The tricky part is finding a way into the system.

Absolutely check with VA reps and helpers.
A VA facility should be able to hook you up/put you on some path to find information.
The Govt has fairly recently changed some rules for housing & helps, but not all govt workers know all those changes.
Keep asking!

Your local "Area Agency on Aging" has good information for you.
Also, check with the nearest City of good size, where there should be an active, Senior Citizen Center--people hold workshops, programs, information sessions there, &/or could hook you up with people who can help you find what might best work for your situation.

Because most States are virtually bankrupt, Welfare departments try EVERYthing they can, to force families to take in their elders
--this is simply not feasible for many families.
You have to be very firm in your refusal to take an ailing elder in, IF you do not have capability to handle it.

If you take your elder into your home, the way various rules are structured,
it can set a family up to be Stuck Indefinitely housing the elder, unless the caretaker gets really strong in their refusal to take the elder in,
or else, gaining strength enough to get them moved out elsewhere.
Good clear communication with Social Worker is VERY important when telling them you cannot have your elder in your home, & there are no other family members who can.
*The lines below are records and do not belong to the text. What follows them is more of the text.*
//! Activation state machine and render state restoration.

mod common;

use rstest::rstest;

use common::{TestContext, TWO_TECHNIQUES};
use fxinject::backend::{EffectBackend, TextureDescriptor, TextureFormat};
use fxinject::{BindingArgument, FxError, Resource};

#[test]
fn test_effect_bind_twice_fails() {
    let ctx = TestContext::new();
    let effect = ctx.compile(TWO_TECHNIQUES);

    let technique = effect.bind(false).unwrap();
    assert_eq!(technique.name(), "basic");
    assert!(effect.is_active());

    assert!(matches!(effect.bind(false), Err(FxError::InvalidCall(_))));
    assert!(ctx.binding.has_active_effect());
    assert!(!ctx.binding.has_active_pass());

    effect.reset().unwrap();
    assert!(!ctx.binding.has_active_effect());
    assert!(matches!(effect.reset(), Err(FxError::InvalidCall(_))));
}

#[test]
fn test_pass_bind_requires_active_effect() {
    let ctx = TestContext::new();
    let effect = ctx.compile(TWO_TECHNIQUES);
    let technique = effect.default_technique().unwrap();
    let pass = technique.pass(0).unwrap();

    assert!(matches!(pass.bind(), Err(FxError::InvalidCall(_))));
    assert!(!ctx.binding.has_active_pass());
    assert!(matches!(pass.reset(), Err(FxError::InvalidCall(_))));
}

#[test]
fn test_only_one_effect_active() {
    let ctx = TestContext::new();
    let first = ctx.compile(TWO_TECHNIQUES);
    let second = ctx.compile(TWO_TECHNIQUES);

    first.bind(false).unwrap();
    assert!(matches!(second.bind(false), Err(FxError::InvalidCall(_))));

    // Passes of an inactive effect cannot be entered either.
    let foreign_pass = second.default_technique().unwrap().pass(0).unwrap().clone();
    assert!(matches!(foreign_pass.bind(), Err(FxError::InvalidCall(_))));
    assert!(!ctx.binding.has_active_pass());

    first.reset().unwrap();
    second.bind(false).unwrap();
    second.reset().unwrap();
}

#[test]
fn test_passes_are_strictly_nested() {
    let ctx = TestContext::new();
    let effect = ctx.compile(TWO_TECHNIQUES);
    let technique = effect.bind(false).unwrap();
    let p0 = technique.pass(0).unwrap();
    let p1 = technique.pass(1).unwrap();

    p0.bind().unwrap();
    assert!(ctx.binding.has_active_pass());
    assert!(matches!(p1.bind(), Err(FxError::InvalidCall(_))));
    assert!(matches!(p1.reset(), Err(FxError::InvalidCall(_))));

    p0.reset().unwrap();
    p1.bind().unwrap();
    p1.reset().unwrap();
    assert!(!ctx.binding.has_active_pass());

    effect.reset().unwrap();
}

#[test]
fn test_reset_ends_dangling_pass() {
    let ctx = TestContext::new();
    let effect = ctx.compile(TWO_TECHNIQUES);
    let technique = effect.bind(false).unwrap();

    technique.pass(0).unwrap().bind().unwrap();
    effect.reset().unwrap();
    assert!(!ctx.binding.has_active_pass());
    assert!(!ctx.binding.has_active_effect());

    // The native effect was ended cleanly and can begin again.
    effect.bind(false).unwrap();
    effect.reset().unwrap();
}

#[test]
fn test_clean_bind_restores_host_state() {
    let ctx = TestContext::new();
    let effect = ctx.compile(TWO_TECHNIQUES);

    ctx.backend.set_render_state("CullMode", 3);
    ctx.backend.set_render_state("FillMode", 2);
    let before = ctx.backend.capture_state();

    let technique = effect.bind(true).unwrap();
    // Shaders start from the baseline captured at init.
    assert_eq!(ctx.backend.render_state_value("CullMode"), None);
    assert_eq!(ctx.binding.state_depth(), 1);

    for pass in technique.passes() {
        pass.bind().unwrap();
        pass.reset().unwrap();
    }
    assert_eq!(ctx.backend.render_state_value("CullMode"), Some(2));
    assert_eq!(ctx.backend.render_state_value("AlphaBlendEnable"), Some(1));

    effect.reset().unwrap();
    assert_eq!(ctx.backend.capture_state(), before);
    assert_eq!(ctx.binding.state_depth(), 0);
}

#[test]
fn test_unclean_bind_keeps_pass_state() {
    let ctx = TestContext::new();
    let effect = ctx.compile(TWO_TECHNIQUES);
    ctx.backend.set_render_state("CullMode", 3);

    let technique = effect.bind(false).unwrap();
    assert_eq!(ctx.backend.render_state_value("CullMode"), Some(3));
    technique.pass(0).unwrap().bind().unwrap();
    technique.pass(0).unwrap().reset().unwrap();
    effect.reset().unwrap();

    assert_eq!(ctx.backend.render_state_value("CullMode"), Some(2));
    assert_eq!(ctx.binding.state_depth(), 0);
}

#[rstest]
#[case::clean(true)]
#[case::unclean(false)]
fn test_binding_reset_invalidates_effects(#[case] clean: bool) {
    let ctx = TestContext::new();
    let effect = ctx.compile(TWO_TECHNIQUES);
    effect.bind(clean).unwrap();

    ctx.binding.reset();
    assert!(!ctx.binding.has_active_effect());
    assert!(!effect.is_valid());
    assert!(matches!(effect.bind(clean), Err(FxError::InvalidCall(_))));

    ctx.binding
        .init(&[BindingArgument::Device(ctx.backend.clone())])
        .unwrap();
    assert!(!effect.is_valid());
    assert!(matches!(effect.bind(clean), Err(FxError::InvalidCall(_))));

    // Effects compiled after re-init work.
    let fresh = ctx.compile(TWO_TECHNIQUES);
    fresh.bind(clean).unwrap();
    fresh.reset().unwrap();
}

#[test]
fn test_dropping_active_effect_unbinds() {
    let ctx = TestContext::new();
    let effect = ctx.compile(TWO_TECHNIQUES);
    ctx.backend.set_render_state("CullMode", 3);

    effect.bind(true).unwrap();
    drop(effect);

    assert!(!ctx.binding.has_active_effect());
    assert_eq!(ctx.backend.render_state_value("CullMode"), Some(3));
    assert_eq!(ctx.binding.effect_count(), 0);
}

#[test]
fn test_effect_without_technique_cannot_bind() {
    let ctx = TestContext::new();
    let effect = ctx.compile("technique modern < int shader_model = 9; > { pass p { } }");

    assert_eq!(effect.technique_count(), 0);
    assert!(effect.default_technique().is_none());
    assert!(matches!(effect.bind(true), Err(FxError::InvalidCall(_))));
    assert_eq!(ctx.binding.state_depth(), 0);
}

#[rstest]
#[case::clean(true)]
#[case::unclean(false)]
fn test_rejected_pass_leaves_device_state(#[case] clean: bool) {
    let ctx = TestContext::new();
    ctx.core
        .create_texture("lut", &TextureDescriptor::new_2d(16, 16, TextureFormat::Rgba8Unorm))
        .unwrap();
    let effect = ctx.compile(
        r#"
        texture scene < string texture = "scene_rt"; string format = "A8R8G8B8";
                        float2 size = { 64, 64 }; >;
        technique t
        {
            pass draw < string target0 = "scene_rt"; string target1 = "lut"; > { CullMode = 2; }
        }
        "#,
    );
    ctx.backend.set_render_state("CullMode", 3);

    let technique = effect.bind(clean).unwrap();
    let pass = technique.pass(0).unwrap();
    assert!(pass.get_target(0).unwrap().is_some());
    assert!(pass.get_target(1).unwrap().is_some());

    let before = ctx.backend.capture_state();
    assert!(matches!(pass.bind(), Err(FxError::ApiError(_))));
    assert!(!ctx.binding.has_active_pass());
    assert_eq!(ctx.backend.capture_state(), before);

    effect.reset().unwrap();
    assert_eq!(ctx.backend.capture_state().targets, [None; 4]);
    assert_eq!(ctx.backend.render_state_value("CullMode"), Some(3));
}

#[test]
fn test_binding_reset_restores_host_state_of_clean_effect() {
    let ctx = TestContext::new();
    let effect = ctx.compile(TWO_TECHNIQUES);
    ctx.backend.set_render_state("CullMode", 3);
    let before = ctx.backend.capture_state();

    let technique = effect.bind(true).unwrap();
    technique.pass(0).unwrap().bind().unwrap();
    assert_eq!(ctx.backend.render_state_value("CullMode"), Some(2));

    ctx.binding.reset();
    assert_eq!(ctx.backend.capture_state(), before);
    assert_eq!(ctx.binding.state_depth(), 0);
}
SOME families have been forced to move their elder into a studio apartment in senior housing, faking that the elder can handle it.
Once the elder is in that rental situation, it starts getting clearer they cannot fend for themselves.
THEN the State steps in & finds a place for them.
OR...
The elder suddenly needs a trip to the E.R. with a health issue.
Make sure they go to the E.R. 1st, & get "admitted for treatment", NOT "observation".
Make it CLEAR to the Social/Case Worker that your elder MUST be placed into assisted housing of some kind--suggest a nursing home or assisted living, or a senior group home--something...& specify that you cannot have them at your house any longer, due to your own family issues.
You may be required to prove to the State that you cannot afford to assist paying for elder care, & may need to prove health reasons why you cannot care for them. IF there are mental-emotional-physical-historical reasons, you may need to state those, too.

State agencies often push hard on families to take relatives in.
People need to get just as good at pushing hard, right back.

Once a person is admitted to a hospital, that person is now the responsibility of the facility they entered as a patient.
They are legally responsible for them.
Throwing a patient into the streets, is "patient abandonment".
That is illegal.
They cannot force a family to take them in,
ESPECIALLY when it would be forcing the family into poverty,
or, forcing family to take in their elder at their own peril, since that would be endangering the family.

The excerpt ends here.